> What the exercise asks
With the string "super" as the filter, copy each matching line from the records.

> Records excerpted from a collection

○ ○ ○ ○ ○

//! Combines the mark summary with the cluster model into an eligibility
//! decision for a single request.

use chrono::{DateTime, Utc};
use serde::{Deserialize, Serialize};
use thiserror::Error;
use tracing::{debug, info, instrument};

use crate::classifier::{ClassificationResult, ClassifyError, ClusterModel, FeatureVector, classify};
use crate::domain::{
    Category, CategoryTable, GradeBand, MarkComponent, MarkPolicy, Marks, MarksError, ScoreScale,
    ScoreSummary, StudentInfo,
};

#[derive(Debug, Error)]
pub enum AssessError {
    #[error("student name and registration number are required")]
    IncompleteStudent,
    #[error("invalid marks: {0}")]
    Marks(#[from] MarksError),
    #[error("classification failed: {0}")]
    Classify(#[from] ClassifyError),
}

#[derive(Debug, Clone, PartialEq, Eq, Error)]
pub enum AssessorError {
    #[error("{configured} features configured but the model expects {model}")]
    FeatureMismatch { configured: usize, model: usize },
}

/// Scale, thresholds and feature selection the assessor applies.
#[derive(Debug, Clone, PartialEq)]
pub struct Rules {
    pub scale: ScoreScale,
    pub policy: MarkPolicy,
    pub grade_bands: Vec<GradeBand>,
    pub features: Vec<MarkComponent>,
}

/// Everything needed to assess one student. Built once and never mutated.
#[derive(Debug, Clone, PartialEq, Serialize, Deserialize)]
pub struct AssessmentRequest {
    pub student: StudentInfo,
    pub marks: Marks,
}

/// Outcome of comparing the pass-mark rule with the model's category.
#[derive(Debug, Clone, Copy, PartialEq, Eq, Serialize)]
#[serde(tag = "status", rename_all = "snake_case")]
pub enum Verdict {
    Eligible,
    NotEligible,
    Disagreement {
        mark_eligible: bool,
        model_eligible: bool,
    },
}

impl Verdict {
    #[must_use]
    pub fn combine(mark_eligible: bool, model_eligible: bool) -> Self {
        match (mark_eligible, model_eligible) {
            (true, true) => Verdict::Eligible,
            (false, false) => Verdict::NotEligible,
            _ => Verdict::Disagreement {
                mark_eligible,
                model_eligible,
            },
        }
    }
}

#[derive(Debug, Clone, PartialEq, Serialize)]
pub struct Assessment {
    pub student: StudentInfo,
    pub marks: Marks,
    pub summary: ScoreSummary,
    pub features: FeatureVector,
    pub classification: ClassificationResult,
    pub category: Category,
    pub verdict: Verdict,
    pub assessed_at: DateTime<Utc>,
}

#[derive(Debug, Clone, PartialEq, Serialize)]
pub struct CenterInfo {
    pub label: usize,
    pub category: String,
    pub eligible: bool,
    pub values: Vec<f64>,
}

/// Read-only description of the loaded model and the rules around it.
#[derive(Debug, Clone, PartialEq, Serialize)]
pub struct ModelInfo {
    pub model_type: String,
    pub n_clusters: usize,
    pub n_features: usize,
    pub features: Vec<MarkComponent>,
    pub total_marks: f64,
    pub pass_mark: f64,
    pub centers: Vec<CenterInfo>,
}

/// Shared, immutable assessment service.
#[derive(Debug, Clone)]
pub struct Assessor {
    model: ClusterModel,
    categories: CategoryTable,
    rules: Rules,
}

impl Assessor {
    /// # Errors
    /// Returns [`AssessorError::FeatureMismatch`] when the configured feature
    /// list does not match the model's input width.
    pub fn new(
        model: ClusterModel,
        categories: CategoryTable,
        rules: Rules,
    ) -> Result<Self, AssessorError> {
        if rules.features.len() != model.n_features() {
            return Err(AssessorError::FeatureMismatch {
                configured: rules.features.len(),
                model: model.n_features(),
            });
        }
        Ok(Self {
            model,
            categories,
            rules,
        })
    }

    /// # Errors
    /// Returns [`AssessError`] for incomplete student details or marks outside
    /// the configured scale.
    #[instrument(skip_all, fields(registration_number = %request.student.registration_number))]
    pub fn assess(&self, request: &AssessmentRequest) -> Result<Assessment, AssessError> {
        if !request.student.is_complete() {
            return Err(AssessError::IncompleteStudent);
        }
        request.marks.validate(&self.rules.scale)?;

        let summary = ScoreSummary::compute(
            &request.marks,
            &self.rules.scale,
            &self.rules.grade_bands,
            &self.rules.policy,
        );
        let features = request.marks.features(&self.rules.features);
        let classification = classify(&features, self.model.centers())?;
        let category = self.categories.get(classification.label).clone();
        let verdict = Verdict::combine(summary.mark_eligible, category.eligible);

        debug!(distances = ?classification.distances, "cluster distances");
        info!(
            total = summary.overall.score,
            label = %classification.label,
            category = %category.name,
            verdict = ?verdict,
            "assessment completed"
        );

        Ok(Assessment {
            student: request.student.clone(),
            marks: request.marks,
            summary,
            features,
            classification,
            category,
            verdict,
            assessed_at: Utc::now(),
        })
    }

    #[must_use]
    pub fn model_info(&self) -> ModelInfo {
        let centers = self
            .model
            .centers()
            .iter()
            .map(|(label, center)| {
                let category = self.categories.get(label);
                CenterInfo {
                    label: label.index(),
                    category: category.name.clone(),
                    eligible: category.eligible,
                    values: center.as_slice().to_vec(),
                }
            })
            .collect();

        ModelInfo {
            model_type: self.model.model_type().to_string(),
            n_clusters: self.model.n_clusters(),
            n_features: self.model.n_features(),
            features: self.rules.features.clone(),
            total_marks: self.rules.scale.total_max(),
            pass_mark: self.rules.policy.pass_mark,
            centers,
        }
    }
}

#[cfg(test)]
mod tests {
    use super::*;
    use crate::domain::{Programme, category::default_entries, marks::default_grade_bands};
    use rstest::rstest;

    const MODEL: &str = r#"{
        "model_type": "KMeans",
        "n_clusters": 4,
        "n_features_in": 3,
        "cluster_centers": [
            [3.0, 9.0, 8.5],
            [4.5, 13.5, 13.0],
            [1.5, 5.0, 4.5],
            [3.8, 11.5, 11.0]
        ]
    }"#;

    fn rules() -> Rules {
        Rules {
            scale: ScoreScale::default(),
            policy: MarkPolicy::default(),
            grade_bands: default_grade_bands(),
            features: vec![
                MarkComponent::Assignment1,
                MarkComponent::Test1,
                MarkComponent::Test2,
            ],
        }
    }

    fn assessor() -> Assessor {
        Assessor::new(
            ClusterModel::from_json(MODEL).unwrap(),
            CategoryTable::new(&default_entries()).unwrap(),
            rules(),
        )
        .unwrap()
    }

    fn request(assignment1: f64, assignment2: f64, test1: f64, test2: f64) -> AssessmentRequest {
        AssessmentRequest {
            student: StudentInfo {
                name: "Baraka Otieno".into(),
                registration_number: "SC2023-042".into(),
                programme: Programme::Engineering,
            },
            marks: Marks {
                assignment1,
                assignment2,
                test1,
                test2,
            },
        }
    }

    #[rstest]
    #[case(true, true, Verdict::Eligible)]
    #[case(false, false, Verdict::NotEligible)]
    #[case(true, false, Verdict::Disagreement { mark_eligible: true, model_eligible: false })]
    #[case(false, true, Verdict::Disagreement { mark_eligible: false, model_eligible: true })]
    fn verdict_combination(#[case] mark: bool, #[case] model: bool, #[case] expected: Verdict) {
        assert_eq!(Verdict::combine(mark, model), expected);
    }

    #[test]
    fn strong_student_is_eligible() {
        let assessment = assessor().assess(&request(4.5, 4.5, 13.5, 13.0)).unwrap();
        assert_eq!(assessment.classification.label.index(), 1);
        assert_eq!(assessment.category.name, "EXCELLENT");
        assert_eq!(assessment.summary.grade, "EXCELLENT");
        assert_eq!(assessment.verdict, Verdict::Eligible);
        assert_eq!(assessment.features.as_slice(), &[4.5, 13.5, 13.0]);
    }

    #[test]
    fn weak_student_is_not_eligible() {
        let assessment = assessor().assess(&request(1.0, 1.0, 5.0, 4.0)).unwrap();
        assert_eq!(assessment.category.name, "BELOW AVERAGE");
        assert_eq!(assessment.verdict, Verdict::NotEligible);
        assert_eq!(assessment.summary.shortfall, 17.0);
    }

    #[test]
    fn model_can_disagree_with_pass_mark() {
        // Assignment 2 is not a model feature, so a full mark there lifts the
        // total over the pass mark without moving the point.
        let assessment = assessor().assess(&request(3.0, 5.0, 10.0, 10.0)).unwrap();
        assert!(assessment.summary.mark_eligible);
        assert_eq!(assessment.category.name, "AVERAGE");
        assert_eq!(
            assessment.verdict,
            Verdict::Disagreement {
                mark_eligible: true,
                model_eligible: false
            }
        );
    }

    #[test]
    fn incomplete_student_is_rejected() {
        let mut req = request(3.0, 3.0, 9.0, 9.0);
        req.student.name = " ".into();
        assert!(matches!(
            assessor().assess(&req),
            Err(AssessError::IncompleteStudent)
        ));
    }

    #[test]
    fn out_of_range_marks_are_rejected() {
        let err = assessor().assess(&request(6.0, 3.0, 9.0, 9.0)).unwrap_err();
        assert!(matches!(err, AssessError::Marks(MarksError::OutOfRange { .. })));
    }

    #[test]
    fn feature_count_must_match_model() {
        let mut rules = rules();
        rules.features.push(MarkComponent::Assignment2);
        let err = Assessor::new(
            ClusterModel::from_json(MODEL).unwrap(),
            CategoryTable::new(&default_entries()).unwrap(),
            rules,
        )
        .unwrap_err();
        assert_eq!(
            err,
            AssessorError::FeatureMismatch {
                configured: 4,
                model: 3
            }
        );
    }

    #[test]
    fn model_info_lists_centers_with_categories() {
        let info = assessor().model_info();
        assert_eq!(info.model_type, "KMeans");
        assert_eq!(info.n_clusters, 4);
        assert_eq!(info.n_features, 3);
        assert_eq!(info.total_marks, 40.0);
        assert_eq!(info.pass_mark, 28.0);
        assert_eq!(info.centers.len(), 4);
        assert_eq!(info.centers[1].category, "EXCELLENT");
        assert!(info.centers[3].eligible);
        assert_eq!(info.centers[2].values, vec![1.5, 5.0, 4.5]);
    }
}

○ ○ ○ ○ ○

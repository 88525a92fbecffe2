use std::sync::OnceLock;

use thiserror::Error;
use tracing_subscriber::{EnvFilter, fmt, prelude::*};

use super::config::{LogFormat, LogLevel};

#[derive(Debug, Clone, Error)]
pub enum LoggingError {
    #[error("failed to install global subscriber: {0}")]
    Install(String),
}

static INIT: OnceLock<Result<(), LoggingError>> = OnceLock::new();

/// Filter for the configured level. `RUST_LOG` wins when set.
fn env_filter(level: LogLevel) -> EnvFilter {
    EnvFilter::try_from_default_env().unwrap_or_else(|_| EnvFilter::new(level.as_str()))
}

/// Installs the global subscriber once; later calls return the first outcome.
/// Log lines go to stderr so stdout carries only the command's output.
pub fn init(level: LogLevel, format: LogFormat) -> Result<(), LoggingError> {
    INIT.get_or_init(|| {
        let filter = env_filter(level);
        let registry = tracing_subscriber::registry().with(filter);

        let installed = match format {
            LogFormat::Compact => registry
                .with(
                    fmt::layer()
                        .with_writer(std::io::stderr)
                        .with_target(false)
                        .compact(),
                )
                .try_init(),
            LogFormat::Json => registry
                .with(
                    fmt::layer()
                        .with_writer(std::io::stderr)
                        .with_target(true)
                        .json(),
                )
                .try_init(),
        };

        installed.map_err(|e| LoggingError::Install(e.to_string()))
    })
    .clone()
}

○ ○ ○ ○ ○

> Expected answer
    use super::*;
use super::config::{LogFormat, LogLevel};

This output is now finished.